Presumably, the premise of the ad is that lung cancer is underfunded because smoking has a stigma attached to it and since most lung cancer is associated in the public eye with smoking, the disease as a whole is viewed as basically a disease of smoking and therefore the smoking-related stigma is hurting lung cancer research funding. So to avoid this problem, the ad aims to dissociate lung cancer somewhat from smoking. It aims to portray lung cancer as something other than a smoking-related disease. It aims to avoid the smoking-related stigma and thus increase funding for lung cancer.
Unfortunately, I believe both the means and the ends of this approach are flawed. The means are problematic because however important lung cancer research may be, it does not seem appropriate to use an approach based on misleading people to achieve that end.
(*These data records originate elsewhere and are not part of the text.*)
//! Batched secondary lookups keyed by identifier.

use std::collections::HashMap;
use std::future::Future;

use crate::error::YoutubeError;
use crate::pagination::Keyed;

/// Identifier to detail record. The first record seen for an id is kept.
pub type DetailMap<D> = HashMap<String, D>;

/// Number of calls [`enrich`] makes for `id_count` ids.
#[must_use]
pub fn batch_count(id_count: usize, batch_max: usize) -> usize {
    id_count.div_ceil(batch_max.max(1))
}

/// Looks up detail records for `ids` in contiguous chunks of at most
/// `batch_max`, one `fetch_details` call per chunk, in order.
///
/// Records the upstream omits are simply missing from the map; the merger
/// applies defaults for them.
///
/// # Errors
///
/// The first failing chunk aborts the run with
/// [`YoutubeError::BatchDetail`] naming its 0-based index and size.
pub async fn enrich<'a, D, F, Fut>(
    ids: &'a [String],
    batch_max: usize,
    mut fetch_details: F,
) -> Result<DetailMap<D>, YoutubeError>
where
    D: Keyed,
    F: FnMut(&'a [String]) -> Fut,
    Fut: Future<Output = Result<Vec<D>, YoutubeError>>,
{
    let mut details = DetailMap::with_capacity(ids.len());
    if ids.is_empty() {
        return Ok(details);
    }

    for (batch_index, batch) in ids.chunks(batch_max.max(1)).enumerate() {
        tracing::debug!(batch_index, batch_len = batch.len(), "fetching detail batch");

        let records = fetch_details(batch)
            .await
            .map_err(|e| YoutubeError::BatchDetail {
                batch_index,
                batch_len: batch.len(),
                source: Box::new(e),
            })?;

        if records.len() < batch.len() {
            tracing::debug!(
                batch_index,
                requested = batch.len(),
                returned = records.len(),
                "upstream omitted some records"
            );
        }

        for record in records {
            let Some(key) = record.key().map(str::to_owned) else {
                continue;
            };
            details.entry(key).or_insert(record);
        }
    }

    Ok(details)
}

#[cfg(test)]
mod tests {
    use std::cell::RefCell;

    use super::*;

    #[derive(Debug, Clone, PartialEq)]
    struct Detail {
        id: String,
        tag: &'static str,
    }

    impl Keyed for Detail {
        fn key(&self) -> Option<&str> {
            Some(&self.id)
        }
    }

    fn id_list(n: usize) -> Vec<String> {
        (0..n).map(|i| format!("id{i}")).collect()
    }

    #[tokio::test]
    async fn call_count_and_map_size_follow_batch_max() {
        for (n, expected_calls) in [(1usize, 1usize), (49, 1), (50, 1), (51, 2), (75, 2), (250, 5)]
        {
            let ids = id_list(n);
            let sizes = RefCell::new(Vec::new());
            let map = enrich(&ids, 50, |batch| {
                sizes.borrow_mut().push(batch.len());
                let records: Vec<Detail> = batch
                    .iter()
                    .map(|id| Detail {
                        id: id.clone(),
                        tag: "x",
                    })
                    .collect();
                async move { Ok::<_, YoutubeError>(records) }
            })
            .await
            .unwrap();

            assert_eq!(sizes.borrow().len(), expected_calls, "n = {n}");
            assert_eq!(batch_count(n, 50), expected_calls, "n = {n}");
            assert_eq!(sizes.borrow().iter().sum::<usize>(), n);
            assert_eq!(map.len(), n, "n = {n}");
        }
    }

    #[tokio::test]
    async fn chunks_preserve_original_order() {
        let ids = id_list(5);
        let mut seen: Vec<Vec<String>> = Vec::new();
        enrich(&ids, 2, |batch| {
            seen.push(batch.to_vec());
            async move { Ok::<_, YoutubeError>(Vec::<Detail>::new()) }
        })
        .await
        .unwrap();

        assert_eq!(
            seen,
            vec![
                vec!["id0".to_string(), "id1".to_string()],
                vec!["id2".to_string(), "id3".to_string()],
                vec!["id4".to_string()],
            ]
        );
    }

    #[tokio::test]
    async fn empty_ids_make_no_call() {
        let mut calls = 0;
        let map = enrich(&[], 50, |_batch| {
            calls += 1;
            async move { Ok::<_, YoutubeError>(Vec::<Detail>::new()) }
        })
        .await
        .unwrap();

        assert!(map.is_empty());
        assert_eq!(calls, 0);
    }

    #[tokio::test]
    async fn first_record_for_an_id_wins() {
        let ids = id_list(2);
        let map = enrich(&ids, 1, |batch| {
            let id = batch[0].clone();
            async move {
                Ok::<_, YoutubeError>(vec![
                    Detail {
                        id: id.clone(),
                        tag: "first",
                    },
                    Detail {
                        id: "id0".to_string(),
                        tag: "late",
                    },
                ])
            }
        })
        .await
        .unwrap();

        assert_eq!(map["id0"].tag, "first");
        assert_eq!(map["id1"].tag, "first");
    }

    #[tokio::test]
    async fn failing_batch_reports_index_and_size() {
        let ids = id_list(120);
        let mut call = 0usize;
        let result = enrich(&ids, 50, |batch| {
            call += 1;
            let fail = call == 2;
            let records: Vec<Detail> = batch
                .iter()
                .map(|id| Detail {
                    id: id.clone(),
                    tag: "x",
                })
                .collect();
            async move {
                if fail {
                    Err(YoutubeError::UnexpectedStatus {
                        status: 500,
                        resource: "videos".to_string(),
                    })
                } else {
                    Ok(records)
                }
            }
        })
        .await;

        match result {
            Err(YoutubeError::BatchDetail {
                batch_index,
                batch_len,
                ..
            }) => {
                assert_eq!(batch_index, 1);
                assert_eq!(batch_len, 50);
            }
            other => panic!("expected BatchDetail, got: {other:?}"),
        }
        assert_eq!(call, 2, "no call after the failing batch");
    }
}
The ends themselves, however, are flawed in two ways. First, by working to dissociate the public perception of an integral link between smoking and lung cancer, the ad is undermining decades of efforts of public health professionals and organizations to establish a clear association between smoking and lung cancer in the public's mind (which is essential, since lung cancer is an epidemic caused by smoking and a clear public perception of the overwhelming link between smoking and lung cancer is essential for efforts to prevent and reduce smoking). Thus, the overall message is inconsistent with public health efforts to tie lung cancer and smoking inextricably in the public's mind. At worst, the ad is reminiscent of tobacco industry efforts in the past to undermine the link between smoking and lung cancer. Although this was obviously not the goal, the fact that the ad may have this unintended consequence suggests that the approach taken in the campaign is not appropriate.
Second, by implying that funding for lung cancer research is justified specifically because most people affected do not currently smoke, the ad actually increases, rather than decreases the stigma associated with smoking and reinforces, rather than dubunks the view that funding of research for diseases should be based on the overall impact of the disease and not on how society views the behaviors or other factors associated with the disease.
So instead of saying, "Hey - smokers are human beings who have equal right to research and treatment for their diseases regardless of whether smoking is viewed as being socially acceptable," the ad is basically taking as a premise the fact that smokers are somehow lower-class citizens and their diseases are not equally deserving of research and treatment, but "Hey - most people who are diagnosed with lung cancer don't smoke at the time of diagnosis, so can't we just ignore the fact that they probably smoked in the past?"
There is no reason why society should devote less research funding to smoking-related diseases because they are caused by an unpopular behavior, nor is there any reason not to devote research funding to AIDS due to the stigma associated with the behavioral risk factors for that disease, nor should we reduce research funding for any disease because of any stigma attached to its underlying risk factors. It's time to end the stigma - period. Or at least to force policy makers to ignore societal stigma in making their funding decisions.
Feeding into these destructive stigmas may have short-term funding appeal, but I do not think it is the best long-term solution.